Event Streams become more interesting when they're considered together. Often, when two separate Events occur, that triggers a new fact that we want to capture. A product can only be dispatched when there's an order and a successful payment. If someone places a bet and their horse wins, then we transfer money to them.
How can we combine information from several different Event Streams and use it to create new Events?
How can an application trigger processing when two or more related Events arrive on different Event Streams?
Multiple streams of Events can be joined together, similar to joins in a relational database. We watch the Event Streams and remember their most recent Events (for example, via an in-memory cache, or a local or network storage device) for a certain amount of time. Whenever a new Event arrives, we consider it alongside the other recently-captured Events, and look for matches. If we find one, we emit a new Event.
For stream-stream joins, it's important to think about what we consider a "recent" Event. We can't join brand new Events with arbitrarily-old ones; to join potentially-infinite streams would require potentially-infinite memory. Instead, we decide on a retention period that counts as "new enough", and only hold on to Events during that period. This is often just fine -- for example, a payment will usually happen soon after an order is placed. If it doesn't go through within the hour, we can reasonably expect a different process to chase the user for updated payment details.
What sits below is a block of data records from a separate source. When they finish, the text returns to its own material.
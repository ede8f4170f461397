//! Private Module

use crate::error::Result;
use crate::linalg::{Matrix, Vector};
use crate::problem::{check_positive, check_start, nop, Gradient, Solution};
#[cfg(feature = "serde")]
use serde::{Deserialize, Serialize};
use tracing::{debug, trace};

/// Configuration of [`LevenbergMarquardt`]
///
/// Parameters
/// ----------
/// - __initial_damping:__ starting value of the damping $`\mu`$
/// - __eps:__             gradient norm tolerance
/// - __max_iterations:__  number of trial steps, accepted or not
#[derive(Debug, Clone, PartialEq)]
#[cfg_attr(feature = "serde", derive(Serialize, Deserialize))]
#[cfg_attr(feature = "serde", serde(default))]
pub struct LevenbergMarquardtConfig {
    pub initial_damping: f64,
    pub eps: f64,
    pub max_iterations: usize,
}

impl Default for LevenbergMarquardtConfig {
    fn default() -> Self {
        Self {
            initial_damping: 1e4,
            eps: 1e-3,
            max_iterations: 100_000,
        }
    }
}

/// Levenberg-Marquardt damped Newton method
///
/// Blends Newton's method (small damping) with gradient descent of step
/// $`1/\mu`$ (large damping). Requires the Hessian of the objective.
///
/// Algorithm
/// ---------
/// ```math
/// \begin{aligned}
/// d_k &= (\nabla^2 f(x_k) + \mu_k I)^{-1} \nabla f(x_k) \\
/// f(x_k - d_k) < f(x_k) &\Rightarrow x_{k+1} = x_k - d_k, \; \mu_{k+1} = \mu_k / 2 \\
/// \text{otherwise} &\Rightarrow x_{k+1} = x_k, \; \mu_{k+1} = 2 \mu_k
/// \end{aligned}
/// ```
///
/// A rejected step is retried with the same gradient and Hessian. Every
/// trial counts as an iteration. Stops when $`\|\nabla f(x_k)\| < \varepsilon`$.
#[derive(Debug, Clone, Default, PartialEq)]
pub struct LevenbergMarquardt {
    pub config: LevenbergMarquardtConfig,
}

impl LevenbergMarquardt {
    pub fn new(config: LevenbergMarquardtConfig) -> Self {
        Self { config }
    }

    pub fn solve(
        &self,
        f: impl Fn(&Vector) -> f64,
        gradient: &Gradient<'_>,
        hessian: impl Fn(&Vector) -> Matrix,
        x0: &Vector,
    ) -> Result<Solution> {
        self.solve_with(f, gradient, hessian, x0, nop)
    }

    /// Minimize `f` from `x0`, calling `callback(x, f(x), iter)` after
    /// each accepted step
    pub fn solve_with(
        &self,
        f: impl Fn(&Vector) -> f64,
        gradient: &Gradient<'_>,
        hessian: impl Fn(&Vector) -> Matrix,
        x0: &Vector,
        mut callback: impl FnMut(&Vector, f64, usize),
    ) -> Result<Solution> {
        let config = &self.config;
        check_positive(
            "Levenberg-Marquardt",
            &[
                ("initial_damping", config.initial_damping),
                ("eps", config.eps),
            ],
        )?;
        check_start(gradient, x0)?;

        let n = x0.dimension();
        let identity = Matrix::identity(n);
        let mut x = x0.clone();
        let mut fx = f(&x);
        let mut damping = config.initial_damping;
        let mut iterations = 0;

        'outer: while iterations < config.max_iterations {
            let grad = gradient.evaluate(&x)?;
            if grad.norm() < config.eps {
                debug!(iterations = iterations, fx = fx, "Levenberg-Marquardt: gradient vanished");
                return Ok(Solution {
                    x,
                    fx,
                    iterations,
                    converged: true,
                });
            }
            let hess = hessian(&x);

            while iterations < config.max_iterations {
                iterations += 1;
                let damped = hess.add(&identity.scale(damping))?;
                let step = damped.inverse()?.multiply_vector(&grad)?;
                let candidate = x.sub(&step)?;
                let f_candidate = f(&candidate);
                if f_candidate < fx {
                    damping /= 2.;
                    x = candidate;
                    fx = f_candidate;
                    trace!(iteration = iterations, fx = fx, damping = damping, "Levenberg-Marquardt");
                    callback(&x, fx, iterations);
                    continue 'outer;
                }
                damping *= 2.;
                debug!(iteration = iterations, damping = damping, "Levenberg-Marquardt: step rejected");
                if !damping.is_finite() {
                    break 'outer;
                }
            }
        }
        debug!(iterations = iterations, fx = fx, "Levenberg-Marquardt: stopped without convergence");
        Ok(Solution {
            x,
            fx,
            iterations,
            converged: false,
        })
    }
}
As an example, imagine a bank that captures logins to its website, and withdrawals from an ATM. The fraud department might be keen to hear if the same user_id logs in to the website in one country, and makes a withdrawal in a different country, within the same day. (This would not necessarily be fraud, but it's certainly suspicious!)
To implement this example, we'll use the streaming database ksqlDB. We start with two Event Streams:
-- For simplicity's sake, we'll assume that IP addresses
-- have already been converted into country codes.
CREATE OR REPLACE STREAM logins (
user_id BIGINT,
country_code VARCHAR
) WITH (
KAFKA_TOPIC = 'logins_topic',
VALUE_FORMAT = 'AVRO',
PARTITIONS = 3
);
CREATE OR REPLACE STREAM withdrawals (
user_id BIGINT,
country_code VARCHAR,
amount DECIMAL(10,2),
success BOOLEAN
) WITH (
KAFKA_TOPIC = 'withdrawals_topic',
VALUE_FORMAT = 'AVRO',
PARTITIONS = 3
);
We can now join these two Event Streams. Events with the same user_id are considered equal, and we will specifically look at Events that happen WITHIN 1 DAY:
CREATE STREAM possible_frauds
AS
SELECT l.user_id, l.country_code, w.country_code, w.amount, w.success
FROM logins l JOIN withdrawals w
WITHIN 1 DAY
ON l.user_id = w.user_id
WHERE l.country_code != w.country_code
EMIT CHANGES;
Query that stream in one terminal:
SELECT *
FROM possible_frauds
EMIT CHANGES;
Insert some data in another terminal:
INSERT INTO logins (user_id, country_code) VALUES (1, 'gb');
INSERT INTO logins (user_id, country_code) VALUES (2, 'us');
INSERT INTO logins (user_id, country_code) VALUES (3, 'be');
INSERT INTO logins (user_id, country_code) VALUES (2, 'us');
INSERT INTO withdrawals (user_id, country_code, amount, success) VALUES (1, 'gb', 10.00, true);
INSERT INTO withdrawals (user_id, country_code, amount, success) VALUES (1, 'au', 250.00, true);
INSERT INTO withdrawals (user_id, country_code, amount, success) VALUES (2, 'us', 50.00, true);
INSERT INTO withdrawals (user_id, country_code, amount, success) VALUES (3, 'be', 20.00, true);
INSERT INTO withdrawals (user_id, country_code, amount, success) VALUES (2, 'fr', 20.00, true);
This produces a stream of possible fraud cases that need further investigation:
+-----------+----------------+----------------+--------+---------+
|L_USER_ID |L_COUNTRY_CODE |W_COUNTRY_CODE |AMOUNT |SUCCESS |
+-----------+----------------+----------------+--------+---------+
|1 |gb |au |250.00 |true |
|2 |us |fr |20.00 |true |
|2 |us |fr |20.00 |true |
Joining Event Streams is fairly simple. The big consideration is how long of a retention period we need, and by extension, the amount of resources that our join will use. Planning that tradeoff requires careful consideration of the specific problem that we're solving.
For long retention periods, consider joining an Event Stream to a Projection Table instead.